That’s nothing, he said, compared to the scars from stab wounds on his torso.

“I’ve had three people die in my arms,” Garcia said. “I still have nightmares sometimes.”

His life as a member of the Church of Jesus Christ of Latter-day Saints stands in stark contrast to his past as a gang member. He now spends his days raising his six children on the west side of Oxnard with his wife, Lizet. The rest of the time, he’s at church.

“I can tell you I’m a completely different person,” Garcia said.

His transformation began five years ago when he mistakenly thought he heard a knock on the door of his apartment. He answered it to find two Mormon missionaries standing outside his neighbor’s house. Garcia said he was surprised to learn one of the missionaries, Elder Piñeda, was Spanish-speaking.

“We connected right away,” Garcia said, adding, “I didn’t pay too much attention to the other one.”

He was baptized a few months later. His brother and father soon followed suit.

The Garcia family’s conversion is part of a trend in the expansion of the Mormon Church, one of the fastest-growing religions in the nation according to a U.S. Religion Census report released May 1. Church membership jumped a staggering 45.5 percent to more than 14 million members worldwide between 2000 and 2010. This is notable when compared to losses tallied in the Catholic and mainline Protestant churches.

And according to the Pew Center, Latinos are one of the fastest-growing groups within the church. The number of Spanish-speaking congregations has doubled to 760 in the last decade. 

That growth is apparent in Southern California. Julia Zurcher is a Spanish-speaking Mormon who lives in Camarillo and works as the liaison between the English-speaking Stake Presidency and Spanish-speaking congregations.

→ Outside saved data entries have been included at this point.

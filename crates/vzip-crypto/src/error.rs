use thiserror::Error;

pub type CryptoResult<T> = Result<T, CryptoError>;

#[derive(Debug, Error)]
pub enum CryptoError {
    #[error("key derivation failed: {0}")]
    KeyDerivation(String),

    #[error("cipher init failed: key is {actual} bytes, expected {expected}")]
    CipherInit { expected: usize, actual: usize },

    #[error("payload too short: {len} bytes (minimum {min})")]
    PayloadTooShort { len: usize, min: usize },

    /// Tampered payload and wrong key are deliberately reported the same way.
    #[error("authentication failed: wrong key or corrupted payload")]
    AuthenticationFailed,

    #[error("encryption failed: {0}")]
    Seal(String),
}
pub mod config;
pub mod error;

pub use config::VzipConfig;
pub use error::{VzipError, VzipResult};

“Every time I go, I see a new face,” Zurcher said of the Spanish-speaking wards.

More than 48 Spanish-speaking stakes, wards and branches (the equivalents of dioceses, congregations and smaller congregations, respectively) have been created in states across the U.S. since 2011. There are 58 Spanish-speaking congregations in Los Angeles, Orange and Ventura counties. Some missionaries in Southern California are assigned to serve exclusively in Spanish-speaking communities.

Garcia served as ward mission leader until this winter. He still goes door-to-door with the missionaries whenever he can.

“Missionary work has a special place in my heart,” Garcia said.

He also said ministering to a community in its own language is essential to opening doors to new converts. “When we speak the language, they’re a lot more receptive to what we have to say.”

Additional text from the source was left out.